We are very uncertain about effects on adverse events of most of the supplements that we investigated, as the evidence is of very low certainty. However, people taking PUFA (polyunsaturated fatty acid) may be more likely to experience an adverse event than those not receiving an active intervention (network meta‐analysis results: OR 4.44, 95% CrI 2.40 to 8.48; low‐certainty evidence; 4 trials, 203 participants; direct evidence: OR 4.43, 95% CrI 2.43 to 8.42). People who take other supplements (a category that includes nutritional supplements other than vitamins, fatty acids, phospholipids, and antioxidants) had higher numbers of adverse events than those not receiving an active intervention (network meta‐analysis: rate ratio 1.73, 95% CrI 1.26 to 2.41; 6 trials, 291 participants; direct evidence: rate ratio 1.72, 95% CrI 1.25 to 2.40; low‐certainty evidence).
Data were sparse (zero events in all groups in the trial) for liver transplantation, liver decompensation, and hepatocellular carcinoma. So, we did not perform formal analysis for these outcomes. The evidence is very uncertain about effects of other antioxidants (antioxidants other than vitamins) compared to no active intervention on liver cirrhosis (HR 1.68, 95% CrI 0.23 to 15.10; 1 trial, 99 participants; very low‐certainty evidence).
The evidence is very uncertain about effects of interventions in any of the remaining comparisons, or data were sparse (with zero events in at least one of the groups), precluding formal calculations of effect estimates.
Data were probably because of the very short follow‐up period (2 months to 28 months). It takes follow‐up of 8 to 28 years to detect differences in mortality between people with NAFLD and the general population. Therefore, it is unlikely that differences in clinical outcomes are noted in trials providing less than 5 to 10 years of follow‐up.
The evidence indicates considerable uncertainty about effects of nutritional supplementation compared to no additional intervention on all clinical outcomes for people with non‐alcohol‐related fatty liver disease.
Accordingly, high‐quality randomised comparative clinical trials with adequate follow‐up are needed.

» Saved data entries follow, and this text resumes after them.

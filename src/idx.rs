//! Reader for the IDX files the MNIST digits are distributed in.
//!
//! Both file kinds start with a big-endian magic number and item count. Image
//! files add the row and column counts, followed by one unsigned byte per
//! pixel; label files follow with one byte per label.

use crate::error::{Error, Result};
use crate::trainer::one_hot;

use std::fs::File;
use std::io::{BufReader, Read};
use std::path::Path;

/// Magic number of an IDX1 (unsigned byte vector) label file.
pub const LABEL_MAGIC: u32 = 0x0000_0801;
/// Magic number of an IDX3 (unsigned byte 3-tensor) image file.
pub const IMAGE_MAGIC: u32 = 0x0000_0803;

/// A decoded image file. Pixels are scaled into `[0, 1]`.
#[derive(Clone, Debug, PartialEq)]
pub struct Images {
    pub rows: usize,
    pub cols: usize,
    pub pixels: Vec<Vec<f64>>,
}

/// One labelled image.
#[derive(Clone, Debug, PartialEq)]
pub struct Sample {
    pub pixels: Vec<f64>,
    pub label: usize,
}

/// An image file paired with its label file.
#[derive(Clone, Debug, PartialEq)]
pub struct Dataset {
    pub rows: usize,
    pub cols: usize,
    pub samples: Vec<Sample>,
}

impl Dataset {
    /// Pairs images with labels, which must be equal in number.
    pub fn new(images: Images, labels: Vec<u8>) -> Result<Self> {
        if images.pixels.len() != labels.len() {
            return Err(Error::CountMismatch {
                images: images.pixels.len(),
                labels: labels.len(),
            });
        }
        let samples = images
            .pixels
            .into_iter()
            .zip(labels)
            .map(|(pixels, label)| Sample {
                pixels,
                label: usize::from(label),
            })
            .collect();
        Ok(Dataset {
            rows: images.rows,
            cols: images.cols,
            samples,
        })
    }

    pub fn len(&self) -> usize {
        self.samples.len()
    }

    pub fn is_empty(&self) -> bool {
        self.samples.is_empty()
    }

    /// Pixels per image.
    pub fn input_len(&self) -> usize {
        self.rows * self.cols
    }

    /// Converts into `(pixels, one-hot target)` training pairs.
    pub fn into_examples(self, classes: usize) -> Result<Vec<(Vec<f64>, Vec<f64>)>> {
        self.samples
            .into_iter()
            .map(|s| {
                let target = one_hot(s.label, classes)?;
                Ok((s.pixels, target))
            })
            .collect()
    }

    /// Converts into `(pixels, label)` pairs for scoring.
    pub fn into_labelled(self) -> Vec<(Vec<f64>, usize)> {
        self.samples
            .into_iter()
            .map(|s| (s.pixels, s.label))
            .collect()
    }
}

/// Loads an image file and its label file from disk.
pub fn load_dataset<P, Q>(images: P, labels: Q) -> Result<Dataset>
where
    P: AsRef<Path>,
    Q: AsRef<Path>,
{
    let images = read_images(BufReader::new(File::open(images)?))?;
    let labels = read_labels(BufReader::new(File::open(labels)?))?;
    Dataset::new(images, labels)
}

/// Reads an IDX1 label file.
pub fn read_labels<R: Read>(mut reader: R) -> Result<Vec<u8>> {
    let mut data = Vec::new();
    reader.read_to_end(&mut data)?;
    let mut cursor = Cursor::new(&data);

    cursor.expect_magic(LABEL_MAGIC)?;
    let count = cursor.read_u32()? as usize;
    Ok(cursor.take(count)?.to_vec())
}

/// Reads an IDX3 image file.
pub fn read_images<R: Read>(mut reader: R) -> Result<Images> {
    let mut data = Vec::new();
    reader.read_to_end(&mut data)?;
    let mut cursor = Cursor::new(&data);

    cursor.expect_magic(IMAGE_MAGIC)?;
    let count = cursor.read_u32()? as usize;
    let rows = cursor.read_u32()? as usize;
    let cols = cursor.read_u32()? as usize;
    if count > 0 && rows * cols == 0 {
        return Err(Error::EmptyImage { rows, cols });
    }
    let body = cursor.take(count.saturating_mul(rows).saturating_mul(cols))?;

    let image_len = rows * cols;
    let pixels = (0..count)
        .map(|n| {
            body[n * image_len..(n + 1) * image_len]
                .iter()
                .map(|&p| f64::from(p) / 255.0)
                .collect()
        })
        .collect();
    debug!("read {} images of {}x{}", count, rows, cols);
    Ok(Images { rows, cols, pixels })
}

/// A read position in an in-memory IDX file.
struct Cursor<'a> {
    data: &'a [u8],
    offset: usize,
}

impl<'a> Cursor<'a> {
    fn new(data: &'a [u8]) -> Self {
        Cursor { data, offset: 0 }
    }

    fn take(&mut self, len: usize) -> Result<&'a [u8]> {
        let remaining = self.data.len() - self.offset;
        if remaining < len {
            return Err(Error::Truncated {
                expected: self.offset.saturating_add(len),
                found: self.data.len(),
            });
        }
        let bytes = &self.data[self.offset..self.offset + len];
        self.offset += len;
        Ok(bytes)
    }

    fn read_u32(&mut self) -> Result<u32> {
        let bytes = self.take(4)?;
        Ok(u32::from_be_bytes([bytes[0], bytes[1], bytes[2], bytes[3]]))
    }

    fn expect_magic(&mut self, expected: u32) -> Result<()> {
        let found = self.read_u32()?;
        if found != expected {
            return Err(Error::BadMagic { expected, found });
        }
        Ok(())
    }
}
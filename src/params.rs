//! Trainable parameters, their gradients and random initialization.

use crate::error::{Error, Result};
use crate::layout::Layout;

use rand::Rng;

/// Weights and biases of a network, indexed by global node.
///
/// `weights[i][j]` is the weight from node `j` of the previous layer to node
/// `i`. Input-layer nodes have an empty weight list and an unused bias.
#[derive(Clone, Debug, PartialEq, Serialize, Deserialize)]
pub struct Parameters {
    pub(crate) layout: Layout,
    pub(crate) biases: Vec<f64>,
    pub(crate) weights: Vec<Vec<f64>>,
}

impl Parameters {
    /// Zero-initialized parameters shaped by `layout`.
    pub fn zeros(layout: &Layout) -> Self {
        let mut weights = vec![Vec::new(); layout.num_nodes()];
        for layer in 1..layout.num_layers() {
            for i in layout.range(layer) {
                weights[i] = vec![0.0; layout.size(layer - 1)];
            }
        }
        Parameters {
            layout: layout.clone(),
            biases: vec![0.0; layout.num_nodes()],
            weights,
        }
    }

    pub fn layout(&self) -> &Layout {
        &self.layout
    }

    pub fn biases(&self) -> &[f64] {
        &self.biases
    }

    pub fn weights(&self) -> &[Vec<f64>] {
        &self.weights
    }

    /// Checks that the buffers agree with the layout in every dimension.
    pub(crate) fn check_consistent(&self) -> Result<()> {
        let layout = &self.layout;
        let nodes = layout.num_nodes();
        for &(buffer, actual) in &[("biases", self.biases.len()), ("weights", self.weights.len())] {
            if actual != nodes {
                return Err(Error::ParameterCountMismatch {
                    buffer,
                    expected: nodes,
                    actual,
                });
            }
        }
        for layer in 0..layout.num_layers() {
            let fan_in = if layer == 0 { 0 } else { layout.size(layer - 1) };
            for node in layout.range(layer) {
                if self.weights[node].len() != fan_in {
                    return Err(Error::FanInMismatch {
                        node,
                        expected: fan_in,
                        actual: self.weights[node].len(),
                    });
                }
            }
        }
        Ok(())
    }

    /// Calls `f` on every trainable value: each non-input bias followed by
    /// that node's incoming weights.
    fn for_each_trainable<F: FnMut(&mut f64)>(&mut self, mut f: F) {
        let first_trainable = self.layout.offset(1);
        for i in first_trainable..self.layout.num_nodes() {
            f(&mut self.biases[i]);
            for w in &mut self.weights[i] {
                f(w);
            }
        }
    }
}

/// Uniform, zero-centered initialization on a fixed grid.
///
/// Every value is `k / resolution` for an integer `k` drawn uniformly from
/// `[-radius * resolution, radius * resolution]`.
#[derive(Copy, Clone, Debug, PartialEq, Serialize, Deserialize)]
pub struct Initializer {
    pub radius: u32,
    pub resolution: u32,
}

impl Default for Initializer {
    fn default() -> Self {
        Initializer {
            radius: 1,
            resolution: 100_000,
        }
    }
}

impl Initializer {
    /// Draws a single value.
    pub fn sample<R: Rng>(&self, rng: &mut R) -> f64 {
        let scale = i64::from(self.resolution.max(1));
        let bound = i64::from(self.radius) * scale;
        rng.gen_range(-bound..=bound) as f64 / scale as f64
    }

    /// Overwrites every trainable value in `params` with a fresh sample.
    pub fn fill<R: Rng>(&self, params: &mut Parameters, rng: &mut R) {
        params.for_each_trainable(|value| *value = self.sample(&mut *rng));
    }
}
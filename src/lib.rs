//! A fully connected feedforward neural network trained by plain stochastic
//! gradient descent with hand-written backpropagation.

extern crate itertools;
#[macro_use]
extern crate log;
extern crate rand;
extern crate serde;
#[macro_use]
extern crate serde_derive;
extern crate thiserror;

#[cfg(test)]
#[macro_use]
extern crate approx;

pub mod activator;
pub mod cost;
pub mod error;
pub mod idx;
pub mod layout;
pub mod network;
pub mod params;
pub mod trainer;

mod utils;

pub use crate::error::{Error, Result};
pub use crate::network::Network;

We propose registry‐based randomised clinical trials or cohort multiple randomised clinical trials (study design in which multiple interventions are trialed within large longitudinal cohorts of patients to gain efficiencies and align trials more closely to standard clinical practice) comparing interventions such as vitamin E, prebiotics/probiotics/synbiotics, PUFAs, and no nutritional supplementation. The reason for the choice of interventions is the impact of these interventions on indirect outcomes, which may translate to clinical benefit. Outcomes in such trials should be mortality, health‐related quality of life, decompensated liver cirrhosis, liver transplantation, and resource utilisation measures including costs of intervention and decreased healthcare utilisation after minimum follow‐up of 8 years (to find meaningful differences in clinically important outcomes).